> Directions:
Needed from the data below: every line from the one with "pub fn with_log(mut" up to and including the one with "let mut state = State::default();", repeated exactly and with nothing else.

Extracted data entries:
┄┄┄┄┄┄┄┄┄┄┄┄┄┄┄┄┄┄┄┄

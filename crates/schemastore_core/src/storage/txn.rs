//! Typed access inside a transaction body.

use super::iter::SchemaIter;
use super::ops::{self, Context};
use super::Page;
use crate::backend::{KvRead, KvWrite, Transaction};
use crate::error::CoreResult;
use crate::schema::Schema;
use std::fmt::{self, Display};

/// Typed operations bound to one optimistic transaction.
///
/// Handed to the body of [`Storage::transaction`](super::Storage::transaction).
/// Reads see the transaction's own writes; writes become visible when the
/// body returns `Ok(true)` and the commit succeeds.
pub struct StorageTxn<'a, X> {
    txn: &'a X,
    cx: Context<'a>,
}

impl<X> fmt::Debug for StorageTxn<'_, X> {
    fn fmt(&self, f: &mut fmt::Formatter<'_>) -> fmt::Result {
        f.debug_struct("StorageTxn").finish_non_exhaustive()
    }
}

impl<'a, X: Transaction> StorageTxn<'a, X> {
    pub(crate) fn new(txn: &'a X, cx: Context<'a>) -> Self {
        Self { txn, cx }
    }

    /// The underlying backend transaction.
    #[must_use]
    pub fn raw(&self) -> &X {
        self.txn
    }

    /// Reads the record at `key`.
    ///
    /// # Errors
    ///
    /// Returns a record error if the read or decode fails.
    pub fn find<T: Schema>(&self, key: &str) -> CoreResult<Option<T>> {
        ops::find(self.cx, self.txn, key)
    }

    /// Reads the record at `key`, failing with `NotFound` if absent.
    ///
    /// # Errors
    ///
    /// Returns `NotFound` or a record error.
    pub fn get<T: Schema>(&self, key: &str) -> CoreResult<T> {
        ops::get(self.cx, self.txn, key)
    }

    /// Reads the record at `key` and tracks it for conflicts.
    ///
    /// # Errors
    ///
    /// Returns a record error if the read or decode fails.
    pub fn get_for_update<T: Schema>(&self, key: &str) -> CoreResult<Option<T>> {
        ops::find_for_update(self.cx, self.txn, key)
    }

    /// Writes `value` at `key` and maintains its index entries.
    ///
    /// # Errors
    ///
    /// Returns a record error if encoding or a write fails.
    pub fn put<T: Schema>(&self, key: &str, value: &T) -> CoreResult<()> {
        ops::put_in_txn(self.cx, self.txn, key, value)
    }

    /// Removes the record at `key`. Returns `false` if it did not exist.
    ///
    /// # Errors
    ///
    /// Returns a record error if a read or write fails.
    pub fn remove<T: Schema>(&self, key: &str) -> CoreResult<bool> {
        ops::remove_in_txn::<T, X>(self.cx, self.txn, key)
    }

    /// Reads several records, aligned with `keys`.
    ///
    /// # Errors
    ///
    /// Returns a record error for the first key that fails to decode.
    pub fn multi_get<T: Schema, K: AsRef<str>>(&self, keys: &[K]) -> CoreResult<Vec<Option<T>>> {
        ops::multi_get(self.cx, self.txn, keys)
    }

    /// Iterates records whose key starts with `prefix`.
    ///
    /// # Errors
    ///
    /// Returns an error if the scan cannot start.
    pub fn seek<T: Schema>(&self, prefix: &str, lower_bound: Option<&str>) -> CoreResult<SchemaIter<T, X::Iter>> {
        ops::seek(self.cx, self.txn, prefix, lower_bound)
    }

    /// Collects up to `max` records under `prefix`; `0` means all.
    ///
    /// # Errors
    ///
    /// Returns the first read or decode error.
    pub fn seek_all<T: Schema>(&self, prefix: &str, max: usize) -> CoreResult<Vec<T>> {
        ops::seek_all(self.cx, self.txn, prefix, max)
    }

    /// Removes every record under `prefix`. Returns the number removed.
    ///
    /// # Errors
    ///
    /// Returns the first read or write error.
    pub fn remove_by_prefix<T: Schema>(&self, prefix: &str) -> CoreResult<usize> {
        ops::remove_by_prefix_in_txn::<T, X>(self.cx, self.txn, prefix)
    }

    /// Reads one page of records after `start`.
    ///
    /// # Errors
    ///
    /// Returns the first read or decode error.
    pub fn next<T: Schema>(&self, prefix: &str, start: Option<&str>, max: usize) -> CoreResult<Page<T>> {
        ops::next(self.cx, self.txn, prefix, start, max)
    }

    /// Records whose `index` value equals `value`.
    ///
    /// # Errors
    ///
    /// Returns `UnknownIndex`, `IndexInconsistency` or a read error.
    pub fn get_by_index<T: Schema>(&self, index: &str, value: &impl Display) -> CoreResult<Vec<T>> {
        ops::get_by_index(self.cx, self.txn, index, &value.to_string())
    }

    /// Reads a raw key.
    ///
    /// # Errors
    ///
    /// Returns an error if the engine fails.
    pub fn get_raw(&self, key: &str) -> CoreResult<Option<Vec<u8>>> {
        self.txn.get(key)
    }

    /// Writes a raw key, bypassing encoding and index maintenance.
    ///
    /// # Errors
    ///
    /// Returns an error if the engine fails.
    pub fn put_raw(&self, key: &str, value: &[u8]) -> CoreResult<()> {
        self.txn.put(key, value)
    }

    /// Removes a raw key.
    ///
    /// # Errors
    ///
    /// Returns an error if the engine fails.
    pub fn remove_raw(&self, key: &str) -> CoreResult<()> {
        self.txn.remove(key)
    }
}
impl Engine {
    /// Opens an engine according to `config`.
    ///
    /// Without a path this is equivalent to [`Engine::in_memory_with`].
    /// With a path the directory lock is taken and the commit log replayed.
    ///
    /// # Errors
    ///
    /// Returns an error if the directory cannot be opened or locked, or if
    /// the commit log is corrupted.
    pub fn open(config: EngineConfig) -> EngineResult<Self> {
        let Some(path) = config.path.clone() else {
            return Ok(Self::in_memory_with(config));
        };

        let dir = DatabaseDir::open(&path, config.create_if_missing, config.error_if_exists)?;
        let device = FileLog::open(&dir.log_path())?;
        let engine = Self::with_log(device, config)?;
        *engine.inner.dir.lock() = Some(dir);

        info!(path = %path.display(), sequence = engine.sequence(), "opened database");
        Ok(engine)
    }

    /// Creates an engine with no commit log.
    #[must_use]
    pub fn in_memory() -> Self {
        Self::in_memory_with(EngineConfig::default())
    }

    /// Creates an engine with no commit log using `config`'s tuning.
    #[must_use]
    pub fn in_memory_with(config: EngineConfig) -> Self {
        Self::from_parts(State::default(), None, config)
    }

    /// Creates an engine on top of an existing log device, replaying it.
    ///
    /// A torn final record is dropped and the device truncated to the last
    /// complete record.
    ///
    /// # Errors
    ///
    /// Returns an error if the log is corrupted or cannot be read.
    pub fn with_log(mut device: impl LogDevice + 'static, config: EngineConfig) -> EngineResult<Self> {
        let bytes = device.read_all()?;
        let replay = scan(&bytes)?;

        if replay.has_torn_tail(bytes.len() as u64) {
            warn!(
                valid = replay.valid_len,
                total = bytes.len(),
                "dropping torn record at end of commit log"
            );
            device.truncate(replay.valid_len)?;
        }

        let mut state = State::default();
        let records = replay.records.len();
        for record in replay.records {
            state.apply(record.sequence, record.ops);
        }
        debug!(records, sequence = state.sequence, "commit log replayed");

        Ok(Self::from_parts(state, Some(Box::new(device)), config))
    }

    fn from_parts(state: State, device: Option<Box<dyn LogDevice>>, config: EngineConfig) -> Self {
        Self {
            inner: Arc::new(EngineInner {
                state: RwLock::new(state),
                commit: Mutex::new(CommitLog {
                    device,
                    unflushed: 0,
                    commits_since_prune: 0,
                }),
                active: Mutex::new(BTreeMap::new()),
                closed: AtomicBool::new(false),
                config,
                dir: Mutex::new(None),
            }),
        }
    }

    /// Returns the configuration this engine was opened with.
    #[must_use]
    pub fn config(&self) -> &EngineConfig {
        &self.inner.config
    }

    /// Reads the value stored at `key`.
    ///
    /// # Errors
    ///
    /// Returns [`EngineError::Closed`] after [`Engine::close`].
    pub fn get(&self, key: &[u8]) -> EngineResult<Option<Vec<u8>>> {
        self.ensure_open()?;
        Ok(self.inner.state.read().data.get(key).cloned())
    }

    /// Reads several keys from one consistent snapshot.
    ///
    /// The result is aligned with `keys`: entry `i` is the value of `keys[i]`.
    ///
    /// # Errors
    ///
    /// Returns [`EngineError::Closed`] after [`Engine::close`].
    pub fn multi_get<K: AsRef<[u8]>>(&self, keys: &[K]) -> EngineResult<Vec<Option<Vec<u8>>>> {
        self.ensure_open()?;
        let state = self.inner.state.read();
        Ok(keys
            .iter()
            .map(|k| state.data.get(k.as_ref()).cloned())
            .collect())
    }

    /// Writes a single key.
    ///
    /// # Errors
    ///
    /// Returns an error if the engine is closed or the log write fails.
    pub fn put(&self, key: &[u8], value: &[u8]) -> EngineResult<()> {
        self.write_batch(vec![LogOp::Put {
            key: key.to_vec(),
            value: value.to_vec(),
        }])
        .map(|_| ())
    }

    /// Removes a single key. Removing a missing key succeeds.
    ///
    /// # Errors
    ///
    /// Returns an error if the engine is closed or the log write fails.
    pub fn remove(&self, key: &[u8]) -> EngineResult<()> {
        self.write_batch(vec![LogOp::Delete { key: key.to_vec() }])
            .map(|_| ())
    }

    /// Applies `ops` atomically and returns the commit sequence.
    ///
    /// # Errors
    ///
    /// Returns an error if the engine is closed or the log write fails.
    pub fn write_batch(&self, ops: Vec<LogOp>) -> EngineResult<u64> {
        match self.commit_tracked(&HashMap::new(), ops)? {
            Some(sequence) => Ok(sequence),
            None => Err(EngineError::invalid_operation(
                "untracked batch reported a conflict",
            )),
        }
    }

    /// Returns an iterator over keys starting with `prefix`.
    ///
    /// Iteration starts at `lower_bound` when it sorts after `prefix`, and
    /// stops at the first key that no longer starts with `prefix`.
    ///
    /// # Errors
    ///
    /// Returns [`EngineError::Closed`] after [`Engine::close`].
    pub fn seek(&self, prefix: &[u8], lower_bound: Option<&[u8]>) -> EngineResult<EngineIter> {
        self.ensure_open()?;
        let start = start_key(prefix, lower_bound);
        let state = self.inner.state.read();
        let entries = collect_prefix(
            state
                .data
                .range::<[u8], _>((Bound::Included(start.as_slice()), Bound::Unbounded)),
            prefix,
        );
        Ok(EngineIter::new(entries))
    }

    /// Begins an optimistic transaction.
    ///
    /// # Errors
    ///
    /// Returns [`EngineError::Closed`] after [`Engine::close`].
    pub fn begin(&self) -> EngineResult<EngineTransaction> {
        self.ensure_open()?;
        let begin_seq = {
            let mut active = self.inner.active.lock();
            let sequence = self.inner.state.read().sequence;
            *active.entry(sequence).or_insert(0) += 1;
            sequence
        };
        Ok(EngineTransaction::new(self.clone(), begin_seq))
    }

    /// Sequence of the most recent commit. Zero for a fresh database.
    #[must_use]
    pub fn sequence(&self) -> u64 {
        self.inner.state.read().sequence
    }

    /// Number of live keys.
    #[must_use]
    pub fn len(&self) -> usize {
        self.inner.state.read().data.len()
    }

    /// Returns `true` if no keys are stored.
    #[must_use]
    pub fn is_empty(&self) -> bool {
        self.len() == 0
    }

    /// Number of transactions that have begun and not yet finished.
    #[must_use]
    pub fn active_transactions(&self) -> usize {
        self.inner.active.lock().values().sum()
    }

    /// Flushes buffered log writes to the operating system.
    ///
    /// # Errors
    ///
    /// Returns an error if the flush fails.
    pub fn flush(&self) -> EngineResult<()> {
        let mut log = self.inner.commit.lock();
        if let Some(device) = log.device.as_mut() {
            device.flush()?;
        }
        Ok(())
    }

    /// Syncs the commit log to durable storage.
    ///
    /// # Errors
    ///
    /// Returns an error if the sync fails.
    pub fn sync(&self) -> EngineResult<()> {
        let mut guard = self.inner.commit.lock();
        let log = &mut *guard;
        if let Some(device) = log.device.as_mut() {
            device.flush()?;
            device.sync()?;
        }
        log.unflushed = 0;
        Ok(())
    }

    /// Syncs and closes the engine, releasing the directory lock.
    ///
    /// Every handle sharing this engine observes the close. Closing twice
    /// is a no-op.
    ///
    /// # Errors
    ///
    /// Returns an error if the final sync fails.
    pub fn close(&self) -> EngineResult<()> {
        let mut log = self.inner.commit.lock();
        if self.inner.closed.swap(true, Ordering::SeqCst) {
            return Ok(());
        }
        if let Some(mut device) = log.device.take() {
            device.flush()?;
            device.sync()?;
        }
        self.inner.dir.lock().take();
        info!(sequence = self.sequence(), "engine closed");
        Ok(())
    }

    /// Returns `true` until [`Engine::close`] is called.
    #[must_use]
    pub fn is_open(&self) -> bool {
        !self.inner.closed.load(Ordering::SeqCst)
    }

    pub(crate) fn ensure_open(&self) -> EngineResult<()> {
        if self.is_open() {
            Ok(())
        } else {
            Err(EngineError::Closed)
        }
    }

    /// Reads `key` together with the sequence the read is consistent with.
    pub(crate) fn get_versioned(&self, key: &[u8]) -> EngineResult<(Option<Vec<u8>>, u64)> {
        self.ensure_open()?;
        let state = self.inner.state.read();
        Ok((state.data.get(key).cloned(), state.sequence))
    }

    pub(crate) fn read_state<R>(&self, f: impl FnOnce(&State) -> R) -> EngineResult<R> {
        self.ensure_open()?;
        Ok(f(&self.inner.state.read()))
    }

    /// Validates `tracked` and applies `ops` as one commit.
    ///
    /// A key conflicts when a commit newer than its tracked sequence wrote
    /// it. Returns `Ok(None)` on conflict and leaves the database untouched.
    pub(crate) fn commit_tracked(
        &self,
        tracked: &HashMap<Vec<u8>, u64>,
        ops: Vec<LogOp>,
    ) -> EngineResult<Option<u64>> {
        let mut guard = self.inner.commit.lock();
        self.ensure_open()?;
        let log = &mut *guard;

        let sequence = {
            let state = self.inner.state.read();
            let conflict = tracked.iter().find(|(key, seen)| {
                state
                    .versions
                    .get(key.as_slice())
                    .is_some_and(|written| written > *seen)
            });
            if let Some((key, _)) = conflict {
                if self.inner.config.debug_logging {
                    debug!(key = %String::from_utf8_lossy(key), "commit conflict");
                }
                return Ok(None);
            }
            if ops.is_empty() {
                return Ok(Some(state.sequence));
            }
            state.sequence + 1
        };

        let record = CommitRecord { sequence, ops };
        if let Some(device) = log.device.as_mut() {
            let bytes = record.encode()?;
            device.append(&bytes)?;
            if self.inner.config.sync_on_commit {
                device.sync()?;
            } else {
                log.unflushed += bytes.len();
                if log.unflushed >= self.inner.config.write_buffer_size {
                    device.flush()?;
                    device.sync()?;
                    log.unflushed = 0;
                }
            }
        }

        let op_count = record.ops.len();
        self.inner.state.write().apply(sequence, record.ops);
        if self.inner.config.debug_logging {
            debug!(sequence, ops = op_count, "commit applied");
        }

        log.commits_since_prune += 1;
        if log.commits_since_prune >= PRUNE_INTERVAL {
            log.commits_since_prune = 0;
            self.prune_versions();
        }

        Ok(Some(sequence))
    }

    pub(crate) fn finish_transaction(&self, begin_seq: u64) {
        let mut active = self.inner.active.lock();
        if let Some(count) = active.get_mut(&begin_seq) {
            *count -= 1;
            if *count == 0 {
                active.remove(&begin_seq);
            }
        }
    }

    /// Drops version stamps at or below the oldest live transaction's begin
    /// sequence. Tracked sequences are never older than their transaction's
    /// begin, so those stamps can no longer cause a conflict.
    fn prune_versions(&self) {
        let oldest = self.inner.active.lock().keys().next().copied();
        let mut state = self.inner.state.write();
        let floor = oldest.unwrap_or(state.sequence);
        let before = state.versions.len();
        state.versions.retain(|_, written| *written > floor);
        if self.inner.config.debug_logging {
            debug!(floor, pruned = before - state.versions.len(), "pruned version stamps");
        }
    }
}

┄┄┄┄┄┄┄┄┄┄┄┄┄┄┄┄┄┄┄┄

> Written response:
    pub fn with_log(mut device: impl LogDevice + 'static, config: EngineConfig) -> EngineResult<Self> {
        let bytes = device.read_all()?;
        let replay = scan(&bytes)?;

        if replay.has_torn_tail(bytes.len() as u64) {
            warn!(
                valid = replay.valid_len,
                total = bytes.len(),
                "dropping torn record at end of commit log"
            );
            device.truncate(replay.valid_len)?;
        }

        let mut state = State::default();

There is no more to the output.